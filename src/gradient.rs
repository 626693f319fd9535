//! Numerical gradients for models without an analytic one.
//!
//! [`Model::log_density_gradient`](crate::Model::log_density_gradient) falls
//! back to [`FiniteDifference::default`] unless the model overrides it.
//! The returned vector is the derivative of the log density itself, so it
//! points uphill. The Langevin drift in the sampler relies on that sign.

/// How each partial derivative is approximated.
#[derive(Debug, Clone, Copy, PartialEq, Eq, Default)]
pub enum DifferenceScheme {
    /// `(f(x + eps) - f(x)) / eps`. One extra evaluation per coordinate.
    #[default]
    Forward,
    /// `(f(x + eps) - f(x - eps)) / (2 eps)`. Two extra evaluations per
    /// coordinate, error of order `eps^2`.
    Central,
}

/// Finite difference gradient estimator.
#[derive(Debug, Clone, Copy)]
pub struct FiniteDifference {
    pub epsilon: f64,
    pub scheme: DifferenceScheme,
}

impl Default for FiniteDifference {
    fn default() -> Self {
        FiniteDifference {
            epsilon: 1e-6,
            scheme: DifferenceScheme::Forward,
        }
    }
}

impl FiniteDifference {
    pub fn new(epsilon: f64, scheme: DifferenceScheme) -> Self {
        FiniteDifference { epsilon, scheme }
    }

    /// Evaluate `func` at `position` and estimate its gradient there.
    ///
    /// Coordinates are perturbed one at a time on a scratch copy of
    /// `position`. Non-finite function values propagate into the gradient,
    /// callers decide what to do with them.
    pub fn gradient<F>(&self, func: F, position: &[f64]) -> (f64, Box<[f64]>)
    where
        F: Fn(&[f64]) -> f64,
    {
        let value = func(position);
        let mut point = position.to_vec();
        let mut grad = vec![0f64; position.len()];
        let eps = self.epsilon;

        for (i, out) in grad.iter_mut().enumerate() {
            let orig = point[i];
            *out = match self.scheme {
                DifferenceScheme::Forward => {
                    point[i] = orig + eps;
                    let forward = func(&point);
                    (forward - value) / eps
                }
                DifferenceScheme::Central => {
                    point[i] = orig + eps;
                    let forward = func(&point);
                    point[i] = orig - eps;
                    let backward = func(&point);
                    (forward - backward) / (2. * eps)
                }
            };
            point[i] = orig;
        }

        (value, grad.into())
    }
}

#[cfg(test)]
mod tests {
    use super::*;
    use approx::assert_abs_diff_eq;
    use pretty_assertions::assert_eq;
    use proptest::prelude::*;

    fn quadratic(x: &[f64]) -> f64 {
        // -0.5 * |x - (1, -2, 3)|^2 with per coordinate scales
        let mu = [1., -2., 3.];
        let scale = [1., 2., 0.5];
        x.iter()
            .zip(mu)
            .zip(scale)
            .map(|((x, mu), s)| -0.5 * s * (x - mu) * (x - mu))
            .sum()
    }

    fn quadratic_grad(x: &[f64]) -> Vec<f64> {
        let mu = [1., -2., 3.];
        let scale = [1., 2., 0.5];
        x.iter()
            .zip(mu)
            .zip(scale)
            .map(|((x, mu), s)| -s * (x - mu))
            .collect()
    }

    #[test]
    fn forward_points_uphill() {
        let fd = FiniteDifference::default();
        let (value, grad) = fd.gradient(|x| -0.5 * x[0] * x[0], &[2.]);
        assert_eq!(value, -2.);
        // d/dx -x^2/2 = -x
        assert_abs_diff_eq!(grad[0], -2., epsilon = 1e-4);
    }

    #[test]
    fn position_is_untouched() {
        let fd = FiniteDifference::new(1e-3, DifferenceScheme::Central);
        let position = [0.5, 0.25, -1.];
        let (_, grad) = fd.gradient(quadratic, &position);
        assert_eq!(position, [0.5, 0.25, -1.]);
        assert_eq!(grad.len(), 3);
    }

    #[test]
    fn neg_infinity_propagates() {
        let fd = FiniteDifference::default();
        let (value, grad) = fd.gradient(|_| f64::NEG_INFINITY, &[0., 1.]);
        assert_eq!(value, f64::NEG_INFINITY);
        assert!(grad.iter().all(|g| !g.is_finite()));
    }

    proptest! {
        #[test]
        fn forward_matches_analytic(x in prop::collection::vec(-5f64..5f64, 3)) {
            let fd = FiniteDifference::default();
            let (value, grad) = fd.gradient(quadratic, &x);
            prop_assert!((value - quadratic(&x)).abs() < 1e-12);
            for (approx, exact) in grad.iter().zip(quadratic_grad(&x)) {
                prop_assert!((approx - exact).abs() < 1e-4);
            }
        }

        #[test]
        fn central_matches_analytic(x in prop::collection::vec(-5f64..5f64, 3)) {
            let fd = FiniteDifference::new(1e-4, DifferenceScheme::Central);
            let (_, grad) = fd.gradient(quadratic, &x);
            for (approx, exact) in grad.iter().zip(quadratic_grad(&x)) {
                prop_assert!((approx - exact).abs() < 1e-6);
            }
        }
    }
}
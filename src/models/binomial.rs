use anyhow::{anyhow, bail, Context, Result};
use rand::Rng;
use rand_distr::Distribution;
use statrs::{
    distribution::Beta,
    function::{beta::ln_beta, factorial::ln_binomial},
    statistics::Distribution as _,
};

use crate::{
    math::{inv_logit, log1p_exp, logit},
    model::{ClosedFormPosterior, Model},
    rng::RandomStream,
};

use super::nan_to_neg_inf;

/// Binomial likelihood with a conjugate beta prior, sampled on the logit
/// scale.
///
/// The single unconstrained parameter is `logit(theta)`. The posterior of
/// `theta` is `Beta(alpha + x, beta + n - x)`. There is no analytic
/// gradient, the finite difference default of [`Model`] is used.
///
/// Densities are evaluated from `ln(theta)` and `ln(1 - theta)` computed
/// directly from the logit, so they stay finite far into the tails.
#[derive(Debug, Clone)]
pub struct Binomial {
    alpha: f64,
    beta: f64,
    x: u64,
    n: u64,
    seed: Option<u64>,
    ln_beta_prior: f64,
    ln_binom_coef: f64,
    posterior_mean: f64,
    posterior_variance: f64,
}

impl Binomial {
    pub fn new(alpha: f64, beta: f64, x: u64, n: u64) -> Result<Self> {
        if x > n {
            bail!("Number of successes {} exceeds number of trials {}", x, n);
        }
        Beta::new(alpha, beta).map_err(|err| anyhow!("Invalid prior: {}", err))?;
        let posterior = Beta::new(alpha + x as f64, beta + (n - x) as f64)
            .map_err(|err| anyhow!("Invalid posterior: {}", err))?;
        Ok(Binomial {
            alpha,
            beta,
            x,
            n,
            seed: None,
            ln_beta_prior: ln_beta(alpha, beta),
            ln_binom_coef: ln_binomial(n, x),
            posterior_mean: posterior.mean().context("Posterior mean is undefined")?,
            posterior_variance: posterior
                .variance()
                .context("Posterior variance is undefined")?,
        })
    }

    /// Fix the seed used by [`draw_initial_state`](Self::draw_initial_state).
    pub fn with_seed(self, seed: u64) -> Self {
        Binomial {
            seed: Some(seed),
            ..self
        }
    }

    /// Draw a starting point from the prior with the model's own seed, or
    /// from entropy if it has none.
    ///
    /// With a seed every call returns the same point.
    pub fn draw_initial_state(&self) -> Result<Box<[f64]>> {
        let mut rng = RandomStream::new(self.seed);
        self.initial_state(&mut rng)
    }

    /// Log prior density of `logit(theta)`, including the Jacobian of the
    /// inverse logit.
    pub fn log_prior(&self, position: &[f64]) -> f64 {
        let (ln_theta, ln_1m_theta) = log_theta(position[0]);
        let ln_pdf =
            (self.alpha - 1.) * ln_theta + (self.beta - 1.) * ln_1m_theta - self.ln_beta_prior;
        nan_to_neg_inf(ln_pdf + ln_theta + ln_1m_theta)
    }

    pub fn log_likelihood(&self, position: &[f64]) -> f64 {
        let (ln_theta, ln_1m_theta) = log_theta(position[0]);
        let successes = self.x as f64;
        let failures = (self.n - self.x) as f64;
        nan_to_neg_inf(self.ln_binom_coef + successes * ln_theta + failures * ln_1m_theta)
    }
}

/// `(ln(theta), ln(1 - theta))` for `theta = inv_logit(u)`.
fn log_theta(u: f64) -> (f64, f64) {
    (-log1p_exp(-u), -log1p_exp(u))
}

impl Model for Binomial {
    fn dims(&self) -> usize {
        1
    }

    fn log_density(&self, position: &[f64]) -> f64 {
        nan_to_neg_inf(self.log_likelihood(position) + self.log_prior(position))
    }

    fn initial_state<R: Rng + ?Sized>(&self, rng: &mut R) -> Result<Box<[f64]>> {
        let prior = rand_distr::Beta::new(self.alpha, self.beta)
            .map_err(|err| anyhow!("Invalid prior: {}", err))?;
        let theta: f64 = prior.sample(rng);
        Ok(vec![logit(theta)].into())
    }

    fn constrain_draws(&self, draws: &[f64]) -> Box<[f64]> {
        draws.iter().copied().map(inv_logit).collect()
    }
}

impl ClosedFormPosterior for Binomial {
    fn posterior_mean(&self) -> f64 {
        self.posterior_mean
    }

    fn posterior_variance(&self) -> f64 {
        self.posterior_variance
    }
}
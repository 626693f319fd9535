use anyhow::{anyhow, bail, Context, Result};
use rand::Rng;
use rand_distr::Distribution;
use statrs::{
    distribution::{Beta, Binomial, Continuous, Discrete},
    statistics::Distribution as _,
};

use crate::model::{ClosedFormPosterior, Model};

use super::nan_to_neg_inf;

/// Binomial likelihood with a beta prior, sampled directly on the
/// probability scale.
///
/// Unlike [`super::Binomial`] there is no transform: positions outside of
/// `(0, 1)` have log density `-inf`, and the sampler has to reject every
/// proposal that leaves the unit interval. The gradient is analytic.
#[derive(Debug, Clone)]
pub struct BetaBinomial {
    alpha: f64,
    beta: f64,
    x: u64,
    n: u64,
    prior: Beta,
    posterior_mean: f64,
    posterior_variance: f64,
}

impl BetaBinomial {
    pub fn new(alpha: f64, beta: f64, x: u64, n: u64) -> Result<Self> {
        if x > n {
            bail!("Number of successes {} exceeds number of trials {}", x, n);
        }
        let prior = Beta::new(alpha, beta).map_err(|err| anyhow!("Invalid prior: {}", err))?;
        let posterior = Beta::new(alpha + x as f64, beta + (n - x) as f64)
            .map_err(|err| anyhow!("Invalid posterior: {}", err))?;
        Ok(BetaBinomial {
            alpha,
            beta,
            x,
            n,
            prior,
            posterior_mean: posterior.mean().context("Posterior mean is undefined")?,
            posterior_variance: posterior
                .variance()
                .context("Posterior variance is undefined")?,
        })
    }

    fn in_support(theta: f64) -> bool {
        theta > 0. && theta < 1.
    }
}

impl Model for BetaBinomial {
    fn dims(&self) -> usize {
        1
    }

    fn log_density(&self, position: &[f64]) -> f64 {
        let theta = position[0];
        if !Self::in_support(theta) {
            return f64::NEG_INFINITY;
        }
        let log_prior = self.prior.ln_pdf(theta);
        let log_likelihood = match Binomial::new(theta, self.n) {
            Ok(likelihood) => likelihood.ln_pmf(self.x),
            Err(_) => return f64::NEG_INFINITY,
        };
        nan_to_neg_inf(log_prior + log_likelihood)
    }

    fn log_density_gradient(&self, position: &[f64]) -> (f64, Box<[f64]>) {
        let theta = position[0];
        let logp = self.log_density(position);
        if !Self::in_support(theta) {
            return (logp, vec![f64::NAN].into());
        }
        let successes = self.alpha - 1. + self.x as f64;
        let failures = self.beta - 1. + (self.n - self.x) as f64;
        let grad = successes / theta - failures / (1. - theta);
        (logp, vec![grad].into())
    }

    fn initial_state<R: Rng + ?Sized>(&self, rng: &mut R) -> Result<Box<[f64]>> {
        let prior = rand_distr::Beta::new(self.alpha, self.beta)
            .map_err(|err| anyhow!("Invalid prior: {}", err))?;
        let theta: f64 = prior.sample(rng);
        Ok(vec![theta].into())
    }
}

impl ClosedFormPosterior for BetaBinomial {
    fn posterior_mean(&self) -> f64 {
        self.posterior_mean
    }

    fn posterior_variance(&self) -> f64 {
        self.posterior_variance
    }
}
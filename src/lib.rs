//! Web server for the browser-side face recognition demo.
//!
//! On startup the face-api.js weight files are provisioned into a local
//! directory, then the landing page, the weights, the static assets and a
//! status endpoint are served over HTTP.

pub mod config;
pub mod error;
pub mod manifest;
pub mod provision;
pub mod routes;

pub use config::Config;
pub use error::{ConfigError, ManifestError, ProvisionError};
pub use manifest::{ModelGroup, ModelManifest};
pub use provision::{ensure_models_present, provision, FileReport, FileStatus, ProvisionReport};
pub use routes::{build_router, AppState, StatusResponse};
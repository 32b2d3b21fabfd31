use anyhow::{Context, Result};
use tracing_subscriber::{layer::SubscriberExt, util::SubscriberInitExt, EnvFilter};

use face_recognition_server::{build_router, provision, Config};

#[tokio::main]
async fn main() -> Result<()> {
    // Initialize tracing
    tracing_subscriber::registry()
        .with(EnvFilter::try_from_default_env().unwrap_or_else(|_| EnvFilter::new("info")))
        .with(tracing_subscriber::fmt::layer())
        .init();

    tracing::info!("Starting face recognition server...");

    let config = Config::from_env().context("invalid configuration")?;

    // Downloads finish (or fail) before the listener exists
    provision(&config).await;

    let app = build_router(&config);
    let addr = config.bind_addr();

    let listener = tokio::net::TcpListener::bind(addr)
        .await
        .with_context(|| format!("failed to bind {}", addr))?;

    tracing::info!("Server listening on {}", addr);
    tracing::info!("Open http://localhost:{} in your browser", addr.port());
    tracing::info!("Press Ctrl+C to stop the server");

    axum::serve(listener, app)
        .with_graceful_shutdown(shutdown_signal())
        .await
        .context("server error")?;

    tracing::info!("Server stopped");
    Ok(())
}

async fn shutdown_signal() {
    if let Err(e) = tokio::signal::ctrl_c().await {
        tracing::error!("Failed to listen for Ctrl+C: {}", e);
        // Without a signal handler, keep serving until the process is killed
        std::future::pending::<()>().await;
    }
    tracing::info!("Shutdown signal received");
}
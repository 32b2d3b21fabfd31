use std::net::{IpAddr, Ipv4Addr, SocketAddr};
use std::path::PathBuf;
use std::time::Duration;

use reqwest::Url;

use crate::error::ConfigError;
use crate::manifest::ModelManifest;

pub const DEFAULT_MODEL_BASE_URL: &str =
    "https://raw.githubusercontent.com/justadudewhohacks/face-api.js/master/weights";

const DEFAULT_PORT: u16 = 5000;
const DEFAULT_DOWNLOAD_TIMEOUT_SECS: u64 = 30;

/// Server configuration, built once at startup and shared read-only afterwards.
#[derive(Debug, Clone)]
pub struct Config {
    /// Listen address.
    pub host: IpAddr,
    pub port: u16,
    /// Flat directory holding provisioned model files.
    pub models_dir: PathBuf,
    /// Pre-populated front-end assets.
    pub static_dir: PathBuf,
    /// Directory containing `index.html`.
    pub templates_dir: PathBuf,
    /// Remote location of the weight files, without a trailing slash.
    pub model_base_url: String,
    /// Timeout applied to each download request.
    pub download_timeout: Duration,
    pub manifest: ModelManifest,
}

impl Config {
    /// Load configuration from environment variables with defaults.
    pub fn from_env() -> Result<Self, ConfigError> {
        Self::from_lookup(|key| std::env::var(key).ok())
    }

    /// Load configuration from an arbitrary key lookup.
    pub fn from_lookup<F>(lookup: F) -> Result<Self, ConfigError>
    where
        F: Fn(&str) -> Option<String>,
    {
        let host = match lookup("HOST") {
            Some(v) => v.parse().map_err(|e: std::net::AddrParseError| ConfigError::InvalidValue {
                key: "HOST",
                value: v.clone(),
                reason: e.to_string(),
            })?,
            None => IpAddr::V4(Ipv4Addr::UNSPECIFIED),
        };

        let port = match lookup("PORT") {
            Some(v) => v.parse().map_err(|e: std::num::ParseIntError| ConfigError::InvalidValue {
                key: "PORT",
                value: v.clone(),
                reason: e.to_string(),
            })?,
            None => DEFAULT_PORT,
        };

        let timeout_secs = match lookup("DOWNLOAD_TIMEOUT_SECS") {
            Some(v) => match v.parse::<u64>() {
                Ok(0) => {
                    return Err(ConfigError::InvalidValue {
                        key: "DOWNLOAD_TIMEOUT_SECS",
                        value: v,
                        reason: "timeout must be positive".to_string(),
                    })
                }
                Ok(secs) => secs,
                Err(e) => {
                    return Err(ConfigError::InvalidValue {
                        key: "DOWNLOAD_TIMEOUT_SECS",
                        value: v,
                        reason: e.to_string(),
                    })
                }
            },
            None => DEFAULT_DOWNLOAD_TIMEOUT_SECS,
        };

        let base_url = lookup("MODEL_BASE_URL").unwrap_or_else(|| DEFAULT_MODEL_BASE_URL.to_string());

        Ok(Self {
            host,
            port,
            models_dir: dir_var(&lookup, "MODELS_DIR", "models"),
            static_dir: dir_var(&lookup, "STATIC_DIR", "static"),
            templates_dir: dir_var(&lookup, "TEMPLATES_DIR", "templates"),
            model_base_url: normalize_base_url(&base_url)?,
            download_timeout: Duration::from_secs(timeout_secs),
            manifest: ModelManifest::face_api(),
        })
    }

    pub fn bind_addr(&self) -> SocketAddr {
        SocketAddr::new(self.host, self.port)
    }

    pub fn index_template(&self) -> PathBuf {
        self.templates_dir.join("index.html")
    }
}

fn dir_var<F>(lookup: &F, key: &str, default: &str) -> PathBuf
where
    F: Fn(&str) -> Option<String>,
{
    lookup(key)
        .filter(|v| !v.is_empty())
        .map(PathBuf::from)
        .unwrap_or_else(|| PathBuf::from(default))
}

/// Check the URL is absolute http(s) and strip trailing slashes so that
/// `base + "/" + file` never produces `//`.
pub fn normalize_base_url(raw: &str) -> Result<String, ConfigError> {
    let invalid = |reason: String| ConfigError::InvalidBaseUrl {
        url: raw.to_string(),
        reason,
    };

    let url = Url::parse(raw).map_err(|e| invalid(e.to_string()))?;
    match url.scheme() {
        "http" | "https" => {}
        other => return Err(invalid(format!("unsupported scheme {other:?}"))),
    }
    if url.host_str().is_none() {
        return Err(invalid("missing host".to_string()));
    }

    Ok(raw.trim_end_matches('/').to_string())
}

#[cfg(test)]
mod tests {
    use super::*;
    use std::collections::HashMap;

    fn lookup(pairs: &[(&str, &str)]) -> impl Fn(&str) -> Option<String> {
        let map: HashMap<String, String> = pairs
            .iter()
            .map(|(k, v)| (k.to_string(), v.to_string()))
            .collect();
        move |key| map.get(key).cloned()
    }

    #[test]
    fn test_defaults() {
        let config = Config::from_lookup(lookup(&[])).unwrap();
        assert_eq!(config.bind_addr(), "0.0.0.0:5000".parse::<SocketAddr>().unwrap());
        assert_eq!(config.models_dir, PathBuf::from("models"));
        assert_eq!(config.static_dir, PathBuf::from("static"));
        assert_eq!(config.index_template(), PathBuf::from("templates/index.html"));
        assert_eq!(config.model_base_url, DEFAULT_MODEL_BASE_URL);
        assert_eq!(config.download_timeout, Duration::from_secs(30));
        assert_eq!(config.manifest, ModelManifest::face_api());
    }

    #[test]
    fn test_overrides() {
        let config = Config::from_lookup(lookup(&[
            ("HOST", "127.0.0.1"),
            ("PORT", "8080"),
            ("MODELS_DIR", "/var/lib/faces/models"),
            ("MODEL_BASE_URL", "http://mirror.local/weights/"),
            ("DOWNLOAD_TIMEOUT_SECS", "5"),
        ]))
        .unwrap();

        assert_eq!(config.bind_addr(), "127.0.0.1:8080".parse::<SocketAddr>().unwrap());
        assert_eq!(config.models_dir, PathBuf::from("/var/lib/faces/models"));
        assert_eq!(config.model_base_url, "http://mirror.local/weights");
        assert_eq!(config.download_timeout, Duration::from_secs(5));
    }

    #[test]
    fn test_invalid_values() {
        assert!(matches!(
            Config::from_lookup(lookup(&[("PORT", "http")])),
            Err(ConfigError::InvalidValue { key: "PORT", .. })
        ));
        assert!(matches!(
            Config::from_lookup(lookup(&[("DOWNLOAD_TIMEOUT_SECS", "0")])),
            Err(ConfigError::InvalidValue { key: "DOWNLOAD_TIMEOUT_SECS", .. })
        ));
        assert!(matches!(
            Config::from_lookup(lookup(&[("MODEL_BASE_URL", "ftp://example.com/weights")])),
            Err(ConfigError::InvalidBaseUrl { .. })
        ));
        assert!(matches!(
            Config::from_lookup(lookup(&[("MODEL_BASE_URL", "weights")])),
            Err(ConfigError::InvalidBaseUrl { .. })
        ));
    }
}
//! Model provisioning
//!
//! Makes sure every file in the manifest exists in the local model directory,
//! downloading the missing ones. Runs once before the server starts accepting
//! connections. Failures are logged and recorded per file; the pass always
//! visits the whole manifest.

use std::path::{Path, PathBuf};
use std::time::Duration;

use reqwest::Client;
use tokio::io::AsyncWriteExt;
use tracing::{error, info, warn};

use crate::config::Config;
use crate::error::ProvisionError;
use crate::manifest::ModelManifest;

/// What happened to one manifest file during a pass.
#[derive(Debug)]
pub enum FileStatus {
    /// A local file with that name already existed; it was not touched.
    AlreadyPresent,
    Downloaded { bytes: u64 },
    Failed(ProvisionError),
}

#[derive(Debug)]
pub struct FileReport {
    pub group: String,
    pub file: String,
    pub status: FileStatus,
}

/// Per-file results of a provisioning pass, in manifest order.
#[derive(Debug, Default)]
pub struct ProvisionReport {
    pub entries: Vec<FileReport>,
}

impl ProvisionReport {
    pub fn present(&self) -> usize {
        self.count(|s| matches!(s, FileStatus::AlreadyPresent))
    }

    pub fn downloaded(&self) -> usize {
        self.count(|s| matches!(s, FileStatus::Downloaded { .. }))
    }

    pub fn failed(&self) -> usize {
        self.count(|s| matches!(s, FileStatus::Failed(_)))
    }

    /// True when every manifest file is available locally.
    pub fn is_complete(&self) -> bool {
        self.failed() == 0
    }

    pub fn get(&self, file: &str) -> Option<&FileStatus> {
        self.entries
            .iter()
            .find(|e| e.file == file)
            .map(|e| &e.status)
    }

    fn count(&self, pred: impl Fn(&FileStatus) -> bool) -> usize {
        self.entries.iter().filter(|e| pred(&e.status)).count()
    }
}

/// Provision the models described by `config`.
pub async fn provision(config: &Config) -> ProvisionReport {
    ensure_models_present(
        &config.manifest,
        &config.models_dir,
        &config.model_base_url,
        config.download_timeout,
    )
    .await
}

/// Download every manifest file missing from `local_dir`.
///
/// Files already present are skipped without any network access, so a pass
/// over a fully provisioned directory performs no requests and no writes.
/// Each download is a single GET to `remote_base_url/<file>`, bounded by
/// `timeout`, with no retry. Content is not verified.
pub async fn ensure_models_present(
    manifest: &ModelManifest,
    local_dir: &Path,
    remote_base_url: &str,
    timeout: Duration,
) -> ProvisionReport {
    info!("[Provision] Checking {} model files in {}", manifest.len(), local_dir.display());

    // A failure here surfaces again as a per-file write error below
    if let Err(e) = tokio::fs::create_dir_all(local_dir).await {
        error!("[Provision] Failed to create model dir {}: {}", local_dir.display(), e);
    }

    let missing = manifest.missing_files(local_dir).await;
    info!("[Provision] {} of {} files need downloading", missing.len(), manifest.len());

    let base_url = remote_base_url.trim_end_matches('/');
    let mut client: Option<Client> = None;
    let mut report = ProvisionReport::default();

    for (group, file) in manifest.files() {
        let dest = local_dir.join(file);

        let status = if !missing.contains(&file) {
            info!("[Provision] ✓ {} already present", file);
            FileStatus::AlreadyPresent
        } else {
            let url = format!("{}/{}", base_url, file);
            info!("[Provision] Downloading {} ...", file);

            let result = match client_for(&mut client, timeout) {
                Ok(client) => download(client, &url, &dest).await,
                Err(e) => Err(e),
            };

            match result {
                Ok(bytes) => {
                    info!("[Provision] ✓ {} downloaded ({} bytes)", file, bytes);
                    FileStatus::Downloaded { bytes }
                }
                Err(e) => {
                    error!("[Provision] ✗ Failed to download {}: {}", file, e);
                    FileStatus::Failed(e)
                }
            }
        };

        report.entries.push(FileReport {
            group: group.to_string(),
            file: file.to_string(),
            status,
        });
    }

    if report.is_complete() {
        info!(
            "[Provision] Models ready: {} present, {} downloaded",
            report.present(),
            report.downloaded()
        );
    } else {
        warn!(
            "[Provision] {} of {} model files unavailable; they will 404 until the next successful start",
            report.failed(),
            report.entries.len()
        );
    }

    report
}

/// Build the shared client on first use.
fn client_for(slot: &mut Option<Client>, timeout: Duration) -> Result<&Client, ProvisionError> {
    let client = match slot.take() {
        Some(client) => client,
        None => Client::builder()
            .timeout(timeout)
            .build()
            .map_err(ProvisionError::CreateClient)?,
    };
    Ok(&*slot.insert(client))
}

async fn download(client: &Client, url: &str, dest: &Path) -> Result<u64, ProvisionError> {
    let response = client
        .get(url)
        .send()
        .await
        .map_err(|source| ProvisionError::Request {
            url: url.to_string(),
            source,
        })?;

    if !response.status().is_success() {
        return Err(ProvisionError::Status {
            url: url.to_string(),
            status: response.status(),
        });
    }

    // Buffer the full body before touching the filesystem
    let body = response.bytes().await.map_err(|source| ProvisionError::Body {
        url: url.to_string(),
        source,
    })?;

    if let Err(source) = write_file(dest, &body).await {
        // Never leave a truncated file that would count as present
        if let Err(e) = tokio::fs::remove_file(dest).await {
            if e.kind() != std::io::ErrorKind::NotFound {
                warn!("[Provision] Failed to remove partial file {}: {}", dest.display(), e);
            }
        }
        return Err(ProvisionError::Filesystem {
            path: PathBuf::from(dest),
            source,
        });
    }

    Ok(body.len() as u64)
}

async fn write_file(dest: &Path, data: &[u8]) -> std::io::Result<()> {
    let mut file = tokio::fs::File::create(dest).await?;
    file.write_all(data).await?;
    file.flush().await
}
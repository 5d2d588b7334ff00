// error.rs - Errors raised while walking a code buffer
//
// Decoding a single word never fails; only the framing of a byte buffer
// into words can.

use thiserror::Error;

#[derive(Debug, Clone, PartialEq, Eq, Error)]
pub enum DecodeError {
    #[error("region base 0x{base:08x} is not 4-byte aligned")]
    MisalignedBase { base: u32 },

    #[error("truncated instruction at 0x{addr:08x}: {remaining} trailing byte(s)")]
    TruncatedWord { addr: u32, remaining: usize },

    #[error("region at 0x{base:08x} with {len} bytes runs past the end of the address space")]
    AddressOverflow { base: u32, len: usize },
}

□ □ □ □

Task directions: In the records above, how many lines hold the string "ClosedFormPosterior"? Respond with that number only.

Expected answer: 4